We are facing enormous growth in the amount of information available from various data
resources. This growth is even more notable when it comes to text data; the number of pages
on the internet, for example, is expected to double itself every five years, with billions of
multilingual webpages already available.
In order to make use of this textual data in natural language understanding systems, we need
to rely on text analysis that structures this information. Natural language parsing is one
such example, a fundamental problem in NLP. it provides the basic structure to text,
representing its syntax computationally. This structure is used in most NLP applications that
analyze language to understand meaning.
I will discuss three important facets of modeling syntax: (a) accuracy of learning; (b)
efficiency of parsing unseen sentences; and (c) selection of data to learn from. In this
talk, the common theme of these three ideas is the concept of learning from incomplete data.

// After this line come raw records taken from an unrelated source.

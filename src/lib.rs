//! # Pitchside
//!
//! A retrieval-augmented chat server for football news. Pitchside scrapes a
//! small corpus of football pages, indexes them as embeddings in a vector
//! database, and answers chat requests with completions grounded in the
//! passages most similar to the question.
//!
//! ## Overview
//!
//! Two entry points share one library:
//!
//! 1. **`pitchside-server ingest`** - scrape the configured sources, chunk
//!    and embed their text, and store the chunks in the vector database
//! 2. **`pitchside-server serve`** - run the chat API; each request embeds
//!    the latest question, retrieves the top-K similar chunks, and streams a
//!    context-grounded completion
//!
//! ## Quick Start (Library Usage)
//!
//! ```rust,ignore
//! use pitchside::rag::{RagChatService, TextChunker};
//! use pitchside::types::ChatMessage;
//!
//! let service = RagChatService::new(embeddings, store, completions, "football".into(), 10);
//! let mut stream = service.answer(&[ChatMessage::user("Who won the World Cup?")]).await?;
//! ```
//!
//! The embedding, vector store and chat completion backends are capability
//! traits ([`rag::EmbeddingClient`], [`db::VectorStore`],
//! [`llm::ChatCompletionClient`]), so tests substitute fakes without any
//! network access.
//!
//! ## Modules
//!
//! - [`rag`] - chunking, embedding, ingestion and query pipelines
//! - [`db`] - vector store trait and Data API client
//! - [`llm`] - streaming chat completion client
//! - [`scrape`] - source-page scraping
//! - [`api`] - REST API handlers and routes
//! - [`types`] - common types and error handling

/// HTTP API handlers and routes.
pub mod api;
/// CLI output helpers.
pub mod cli;
/// Vector database clients.
pub mod db;
/// Chat completion clients.
pub mod llm;
/// Retrieval Augmented Generation pipeline.
pub mod rag;
/// Source-page scraping.
pub mod scrape;
/// Core types (requests, records, errors).
pub mod types;
/// Configuration utilities.
pub mod utils;

// Re-export commonly used types
pub use db::{AstraVectorStore, InMemoryVectorStore, VectorStore};
pub use llm::{ChatCompletionClient, OpenAiChatClient, TokenStream};
pub use rag::{
    EmbeddingClient, IngestReport, IngestionPipeline, OpenAiEmbeddingClient, RagChatService,
    TextChunker,
};
pub use scrape::{HttpScraper, Scraper};
pub use types::{AppError, Result};
pub use utils::Config;

use std::sync::Arc;

/// Application state shared across handlers
#[derive(Clone)]
pub struct AppState {
    /// Process-wide configuration, loaded once at startup
    pub config: Arc<Config>,
    /// Retrieval-augmented query service
    pub rag: Arc<RagChatService>,
}

impl AppState {
    /// Wire the production backends from configuration.
    pub fn from_config(config: Config) -> Self {
        let embeddings: Arc<dyn EmbeddingClient> = Arc::new(OpenAiEmbeddingClient::new(
            config.openai.api_key.clone(),
            config.openai.api_base.clone(),
            config.openai.embedding_model.clone(),
        ));
        let store: Arc<dyn VectorStore> = Arc::new(AstraVectorStore::new(
            &config.astra.api_endpoint,
            &config.astra.keyspace,
            config.astra.application_token.clone(),
        ));
        let completions: Arc<dyn ChatCompletionClient> = Arc::new(OpenAiChatClient::new(
            config.openai.api_key.clone(),
            config.openai.api_base.clone(),
            config.openai.chat_model.clone(),
        ));

        let rag = Arc::new(RagChatService::new(
            embeddings,
            store,
            completions,
            config.astra.collection.clone(),
            config.rag.top_k,
        ));

        Self {
            config: Arc::new(config),
            rag,
        }
    }
}
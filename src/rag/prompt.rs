//! System-prompt assembly for retrieval-augmented answers.
//!
//! Pure string construction so the context placement is directly unit
//! testable. Retrieved texts are serialized as a JSON list between the
//! context markers; an empty retrieval leaves the section blank and the
//! model falls back to general knowledge.

pub const CONTEXT_START: &str = "START CONTEXT";
pub const CONTEXT_END: &str = "END CONTEXT";

/// Build the per-query system prompt from the retrieved texts and the latest
/// user question.
pub fn build_system_prompt(context_texts: &[String], question: &str) -> String {
    let doc_context = if context_texts.is_empty() {
        String::new()
    } else {
        serde_json::to_string(context_texts).unwrap_or_default()
    };

    format!(
        "You are an AI assistant who knows everything about football.\n\
         Use the below context to augment what you know about football.\n\
         The context will provide you with the most recent page data from Wikipedia, \
         news sites, official football websites, and other football-related websites.\n\
         If the context doesn't include the information you need to answer, use your \
         existing knowledge.\n\
         Do not mention the source of your information or what the context does or \
         doesn't include.\n\
         Format responses using markdown where applicable and do not return images.\n\
         \n\
         ---------------\n\
         {CONTEXT_START}\n\
         {doc_context}\n\
         {CONTEXT_END}\n\
         \n\
         --------------\n\
         QUESTION: {question}\n\
         \n\
         ______________\n"
    )
}
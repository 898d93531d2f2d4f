//! Source-page scraping.
//!
//! Contract: `scrape(url)` yields whitespace-collapsed visible text, or an
//! empty string on any failure. Ingestion treats an empty result as "no
//! content" and skips the URL without aborting the run.

use crate::types::{AppError, Result};
use async_trait::async_trait;
use scraper::{Html, Selector};

#[async_trait]
pub trait Scraper: Send + Sync {
    async fn scrape(&self, url: &str) -> String;
}

pub struct HttpScraper {
    client: reqwest::Client,
}

impl HttpScraper {
    pub fn new() -> Self {
        Self {
            client: reqwest::Client::new(),
        }
    }

    async fn fetch(&self, url: &str) -> Result<String> {
        self.client
            .get(url)
            .header(reqwest::header::USER_AGENT, "pitchside-ingest/0.1")
            .send()
            .await
            .and_then(|response| response.error_for_status())
            .map_err(|e| AppError::Scrape(format!("Failed to fetch {}: {}", url, e)))?
            .text()
            .await
            .map_err(|e| AppError::Scrape(format!("Failed to read body of {}: {}", url, e)))
    }
}

impl Default for HttpScraper {
    fn default() -> Self {
        Self::new()
    }
}

/// Extract the document body's text and collapse runs of whitespace into
/// single spaces. Kept synchronous: `Html` is not `Send` and must not live
/// across an await point.
fn extract_text(html: &str) -> String {
    let document = Html::parse_document(html);
    let Ok(body) = Selector::parse("body") else {
        return String::new();
    };

    let text = match document.select(&body).next() {
        Some(element) => element.text().collect::<Vec<_>>().join(" "),
        None => return String::new(),
    };

    text.split_whitespace().collect::<Vec<_>>().join(" ")
}

#[async_trait]
impl Scraper for HttpScraper {
    async fn scrape(&self, url: &str) -> String {
        let html = match self.fetch(url).await {
            Ok(html) => html,
            Err(e) => {
                tracing::warn!(url, "failed to scrape page: {}", e);
                return String::new();
            }
        };

        extract_text(&html)
    }
}
use clap::{Parser, Subcommand};
use pitchside::{
    AppState, AstraVectorStore, Config, HttpScraper, IngestionPipeline, OpenAiEmbeddingClient,
    TextChunker, api,
    cli::Output,
    db::VectorStore,
    rag::EmbeddingClient,
    scrape::Scraper,
};
use std::sync::Arc;
use tracing_subscriber::{layer::SubscriberExt, util::SubscriberInitExt};

#[derive(Parser)]
#[command(
    name = "pitchside-server",
    version,
    about = "Retrieval-augmented chat server for football news"
)]
struct Cli {
    #[command(subcommand)]
    command: Command,
}

#[derive(Subcommand)]
enum Command {
    /// Run the chat API server
    Serve {
        /// Bind address (overrides HOST)
        #[arg(long)]
        host: Option<String>,
        /// Bind port (overrides PORT)
        #[arg(long)]
        port: Option<u16>,
    },
    /// Scrape, chunk, embed and index the source corpus
    Ingest {
        /// Source URL to ingest (repeatable); defaults to the configured corpus
        #[arg(long = "url")]
        urls: Vec<String>,
        /// Disable colored output
        #[arg(long)]
        no_color: bool,
    },
}

#[tokio::main]
async fn main() -> anyhow::Result<()> {
    tracing_subscriber::registry()
        .with(
            tracing_subscriber::EnvFilter::try_from_default_env()
                .unwrap_or_else(|_| "pitchside=info,tower_http=info".into()),
        )
        .with(tracing_subscriber::fmt::layer())
        .init();

    let cli = Cli::parse();
    let config = Config::from_env()?;

    match cli.command {
        Command::Serve { host, port } => serve(config, host, port).await,
        Command::Ingest { urls, no_color } => ingest(config, urls, no_color).await,
    }
}

async fn serve(config: Config, host: Option<String>, port: Option<u16>) -> anyhow::Result<()> {
    let host = host.unwrap_or_else(|| config.server.host.clone());
    let port = port.unwrap_or(config.server.port);

    let state = AppState::from_config(config);
    let app = api::create_router(state);

    let listener = tokio::net::TcpListener::bind((host.as_str(), port)).await?;
    tracing::info!("listening on {}", listener.local_addr()?);
    axum::serve(listener, app).await?;
    Ok(())
}

async fn ingest(config: Config, urls: Vec<String>, no_color: bool) -> anyhow::Result<()> {
    let out = if no_color {
        Output::no_color()
    } else {
        Output::new()
    };
    out.banner();

    let embeddings: Arc<dyn EmbeddingClient> = Arc::new(OpenAiEmbeddingClient::new(
        config.openai.api_key.clone(),
        config.openai.api_base.clone(),
        config.openai.embedding_model.clone(),
    ));
    let store: Arc<dyn VectorStore> = Arc::new(AstraVectorStore::new(
        &config.astra.api_endpoint,
        &config.astra.keyspace,
        config.astra.application_token.clone(),
    ));
    let scraper: Arc<dyn Scraper> = Arc::new(HttpScraper::new());
    let chunker = TextChunker::new(config.rag.chunk_size, config.rag.chunk_overlap);

    let pipeline = IngestionPipeline::new(
        scraper,
        chunker,
        embeddings,
        store,
        config.astra.collection.clone(),
        config.rag.embedding_dimension,
        config.rag.metric,
    );

    let urls = if urls.is_empty() {
        config.rag.source_urls.clone()
    } else {
        urls
    };

    out.status(&format!(
        "Ingesting {} sources into collection '{}'",
        urls.len(),
        config.astra.collection
    ));

    match pipeline.run(&urls).await {
        Ok(report) => {
            out.ingest_summary(&report);
            Ok(())
        }
        Err(e) => {
            out.error(&format!("Ingestion failed: {}", e));
            Err(e.into())
        }
    }
}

To model syntax more effectively, I will first describe a model called latent-variable
probabilistic context-free grammars (L-PCFGs) which, because of the hardness of learning from
incomplete data, has until recently been used for learning in tandem with many heuristics and
approximations. I will show a much more principled and statistically consistent approach to
learning L-PCFGs using spectral algorithms, and will also show how L-PCFGs can parse unseen
sentences much more efficiently through the use of tensor decomposition.
In addition, I will touch on work with unsupervised language learning, one of the holy grails
of NLP, in the Bayesian setting. In this setting, priors are used to guide the learner,
compensating for the lack of labeled data. I will survey novel priors that were developed for
this setting, and mention how they can be used monolingually and multilingually.
Shay Cohen is a postdoctoral research scientist in the Department of Computer Science at
Columbia University. He holds a CRA Computing Innovation Fellowship. He received his B.Sc.
and M.Sc. from Tel Aviv University in 2000 and 2004, and his Ph.D. from Carnegie Mellon
University in 2011. His research interests span a range of topics in natural language
processing and machine learning, with a focus on structured prediction. He is especially
interested in developing efficient and scalable parsing algorithms as well as learning
algorithms for probabilistic grammars.